Dalle luci dell’Ariston alle stalle della Campania: la musica di Sanremo prende una strada inaspettata e arriva… tra le bufale. Succede a Capua, dove un gruppo di allevatori e ricercatori ha dato vita a un esperimento tanto curioso quanto scientificamente fondato. Protagoniste sono 250 bufale di razza mediterranea, immerse ogni giorno nelle canzoni del Festival, diffuse a volume controllato durante momenti precisi della giornata.
L’idea nasce da studi già noti: la musica, soprattutto se rilassante, può ridurre i livelli di stress negli animali. Un ambiente più tranquillo si traduce spesso in migliori condizioni di benessere e, di conseguenza, anche in una produzione più efficiente.
Nel caso delle bufale campane si è scelto di utilizzare proprio i brani del Festival, trasformando hit e ballad in una vera e propria “colonna sonora agricola”.
I primi dati raccolti dagli allevatori parlano di animali più tranquilli durante la mungitura e meno agitati nei momenti di maggiore attività.

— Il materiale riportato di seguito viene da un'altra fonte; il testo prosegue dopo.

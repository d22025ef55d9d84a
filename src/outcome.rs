use super::*;
use crate::config::{Options, UndefRead};
use crate::flags::Tag;
use crate::memory::WriteRecord;
use std::fmt;

/// Ordering marker for the downstream optimizer
#[derive(Debug, Clone, Copy, PartialEq, Eq)]
pub enum Barrier {
    /// no reordering of the surrounding effects by the compiler
    Compiler,
    /// full store/load fence
    StoreLoad,
}

/// One element of the emitted representation of an instruction
#[derive(Debug, Clone, Copy, PartialEq, Eq)]
pub enum Effect {
    WriteReg(Reg, Lanes),
    WriteMem(Mem, Lanes),
    Barrier(Barrier),
    SetFlag(FlagName, Flag),
}

impl fmt::Display for Effect {
    fn fmt(&self, f: &mut fmt::Formatter) -> fmt::Result {
        match self {
            Effect::WriteReg(r, v) => write!(f, "{} <- {}", r, v),
            Effect::WriteMem(m, v) => write!(f, "m{}[{:#x}] <- {}", m.width, m.addr, v),
            Effect::Barrier(b) => write!(f, concat!(yellow!("barrier"), " {:?}"), b),
            Effect::SetFlag(n, v) => write!(f, "{} <- {}", n.info().short, v.short()),
        }
    }
}

/// The result of evaluating one instruction: a working copy of the registers,
/// memory writes that have not been applied yet, and the ordered effect list.
/// Nothing here touches the machine state until the evaluator commits it.
pub struct Outcome<'a> {
    /// registers before this instruction
    pub pre: Regs,
    /// registers as a result of this instruction
    pub ctx: Regs,
    /// memory as it was before this instruction
    pub mem: &'a Memory,
    /// memory writes, in program order
    pub writes: Vec<WriteRecord>,
    /// all the effects of this instruction, in program order
    pub effects: Vec<Effect>,
    pub opts: &'a Options,
}

impl<'a> Outcome<'a> {
    pub fn new(regs: Regs, mem: &'a Memory, opts: &'a Options) -> Outcome<'a> {
        Outcome {
            pre: regs,
            ctx: regs,
            mem,
            writes: Vec::new(),
            effects: Vec::new(),
            opts,
        }
    }

    //
    // reads
    //
    fn read_mem(&self, m: &Mem) -> Result<Lanes, Error> {
        let mut buf = Vec::with_capacity(m.width.bytes());
        for i in 0..m.width.bytes() as u64 {
            let addr = m.addr.wrapping_add(i);
            let pending = self.writes.iter().rev().find_map(|w| w.byte_at(addr));
            buf.push(match pending {
                Some(b) => b,
                None => self.mem.read_u8(addr)?,
            });
        }
        Ok(Lanes::from_le_bytes(&buf))
    }
    /// Read any operand as lanes, zero-extended.
    pub fn read_lanes(&self, op: &Operand) -> Result<Lanes, Error> {
        match op {
            Operand::Reg(r) | Operand::RegW(r) => Ok(self.ctx.read(*r)),
            Operand::Mem(m) | Operand::MemW(m) => self.read_mem(m),
            Operand::Imm(v, w) => Ok(Lanes::scalar(w.trunc(*v))),
        }
    }
    /// Read a scalar operand (at most 64 bits).
    pub fn read(&self, op: &Operand) -> Result<u64, Error> {
        if !op.width().is_scalar() {
            return Err(operand_err!("{} is not a scalar operand", op));
        }
        Ok(self.read_lanes(op)?.low())
    }
    /// Read an implicit register operand
    pub fn read_reg(&self, reg: Reg) -> u64 { self.ctx.read(reg).low() }
    pub fn flag(&self, name: FlagName) -> Flag { self.ctx.flags.get(name) }
    /// The incoming carry of ADC/SBB, resolved through the undefined-read policy.
    pub fn carry_in(&self) -> Result<bool, Error> {
        match self.flag(FlagName::CF).value() {
            Some(b) => Ok(b),
            None => match self.opts.undef_read {
                UndefRead::Error => Err(runtime_err!(
                    ErrorKind::UndefinedFlag,
                    Some(self.pre),
                    "instruction reads CF while it is undefined"
                )),
                UndefRead::Clear | UndefRead::Set => {
                    let b = self.opts.undef_read == UndefRead::Set;
                    tracing::warn!(value = b, "reading undefined CF");
                    Ok(b)
                }
            },
        }
    }

    //
    // writes
    //
    /// Write to an operand; the value is truncated to the operand width.
    pub fn write_lanes(&mut self, op: &Operand, val: Lanes) -> Result<(), Error> {
        match op {
            Operand::RegW(r) => {
                self.write_reg_lanes(*r, val);
                Ok(())
            }
            Operand::MemW(m) => {
                if !self.mem.is_mapped(m.addr, m.width.bytes()) {
                    return Err(memory_err!("write of {} bytes to unmapped address {:#x}", m.width.bytes(), m.addr));
                }
                let val = val.trunc(m.width);
                self.writes.push(WriteRecord { addr: m.addr, width: m.width, val });
                self.effects.push(Effect::WriteMem(*m, val));
                Ok(())
            }
            _ => Err(operand_err!("cannot write to read-only operand {}", op)),
        }
    }
    pub fn write(&mut self, op: &Operand, val: u64) -> Result<(), Error> { self.write_lanes(op, Lanes::scalar(val)) }
    fn write_reg_lanes(&mut self, reg: Reg, val: Lanes) {
        let val = val.trunc(reg.width());
        self.ctx.write(reg, val);
        self.effects.push(Effect::WriteReg(reg, val));
    }
    /// Write an implicit register operand
    pub fn write_reg(&mut self, reg: Reg, val: u64) { self.write_reg_lanes(reg, Lanes::scalar(val)) }
    pub fn barrier(&mut self, b: Barrier) { self.effects.push(Effect::Barrier(b)); }
    pub fn set_flag(&mut self, name: FlagName, val: Flag) {
        self.ctx.flags.set(name, val);
        self.effects.push(Effect::SetFlag(name, val));
    }

    //
    // flag recipes
    //
    /// Full add/sub recipe with an explicit carry (ADD/SUB/CMP/ADC/SBB/XADD).
    pub fn flags_arith(&mut self, cf: bool, tag: Tag, lhs: u64, rhs: u64, res: u64, w: Width) {
        self.set_flag(FlagName::CF, Flag::from(cf));
        self.flags_inc_dec(tag, lhs, rhs, res, w);
    }
    /// Every arithmetic flag except CF (INC/DEC/NEG).
    pub fn flags_inc_dec(&mut self, tag: Tag, lhs: u64, rhs: u64, res: u64, w: Width) {
        self.set_flag(FlagName::PF, Flag::from(flags::parity(res)));
        self.set_flag(FlagName::AF, Flag::from(flags::aux_carry(lhs, rhs, res)));
        self.set_flag(FlagName::ZF, Flag::from(flags::zero(res, w)));
        self.set_flag(FlagName::SF, Flag::from(flags::sign(res, w)));
        self.set_flag(FlagName::OF, Flag::from(flags::overflow(tag, lhs, rhs, res, w)));
    }
    /// CF=OF=lost; SF from the truncated result for signed multiplies only.
    pub fn flags_mul(&mut self, lost: bool, res: u64, w: Width, sign: Sign) {
        let sf = match sign {
            Sign::Signed => Flag::from(flags::sign(res, w)),
            Sign::Unsigned => Flag::Undefined,
        };
        self.set_flag(FlagName::CF, Flag::from(lost));
        self.set_flag(FlagName::PF, Flag::Undefined);
        self.set_flag(FlagName::AF, Flag::Undefined);
        self.set_flag(FlagName::ZF, Flag::Undefined);
        self.set_flag(FlagName::SF, sf);
        self.set_flag(FlagName::OF, Flag::from(lost));
    }
    pub fn flags_logical(&mut self, res: u64, w: Width) {
        self.set_flag(FlagName::CF, Flag::Clear);
        self.set_flag(FlagName::PF, Flag::from(flags::parity(res)));
        self.set_flag(FlagName::AF, Flag::Undefined);
        self.set_flag(FlagName::ZF, Flag::from(flags::zero(res, w)));
        self.set_flag(FlagName::SF, Flag::from(flags::sign(res, w)));
        self.set_flag(FlagName::OF, Flag::Clear);
    }
    /// Every arithmetic flag becomes undefined.
    pub fn flags_undefined(&mut self) {
        for name in FlagName::all() {
            self.set_flag(name, Flag::Undefined);
        }
    }
}
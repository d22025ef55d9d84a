use super::*;
use crate::instructions::{Table, TABLE};
use std::sync::Arc;

/// The machine state visible to the semantics: registers, flags and memory.
#[derive(Clone, PartialEq, Eq, Debug, Default)]
pub struct State {
    pub regs: Regs,
    pub mem: Memory,
}

pub type FaultHook = Box<dyn FnMut(&State, &Error)>;

/// The Core struct evaluates single instructions against a State.
/// Its implementation spans core.rs and runtime.rs.
pub struct Core {
    pub state: State,
    pub options: Options,
    pub(crate) table: Arc<Table>,
    /// called for every #DE the evaluator raises, before the error is returned
    pub(crate) on_fault: FaultHook,
    /// the number of instructions committed since the core was created
    pub instruction_count: u64,
}

impl Core {
    /// A core with default options, sharing the process-wide selection table
    pub fn new() -> Core {
        Core {
            state: State::default(),
            options: Options::default(),
            table: Arc::clone(&TABLE),
            on_fault: Box::new(log_fault),
            instruction_count: 0,
        }
    }
    pub fn with_options(options: Options) -> Result<Core, Error> {
        let table = Arc::new(Table::build(&options)?);
        Ok(Core {
            state: State::default(),
            options,
            table,
            on_fault: Box::new(log_fault),
            instruction_count: 0,
        })
    }
    /// Replace the handler invoked when an instruction faults
    pub fn set_fault_hook(&mut self, hook: impl FnMut(&State, &Error) + 'static) { self.on_fault = Box::new(hook); }
    pub fn table(&self) -> &Table { &self.table }
}

impl Default for Core {
    fn default() -> Self { Core::new() }
}

fn log_fault(state: &State, e: &Error) {
    tracing::warn!(kind = ?e.kind, rax = state.regs.get(Gpr::Rax), rdx = state.regs.get(Gpr::Rdx), "{}", e.msg);
}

Secondo alcune ricerche simili, l’esposizione alla musica potrebbe portare anche a un incremento della produzione di latte fino al 3%, anche se serviranno analisi più approfondite per confermare questi risultati nel caso specifico.
Le bufale vengono monitorate costantemente: comportamento, alimentazione, e parametri produttivi sono sotto osservazione per capire se davvero la musica possa fare la differenza. Il confronto con un gruppo di controllo – non esposto ai brani – sarà decisivo per valutare l’efficacia dell’esperimento.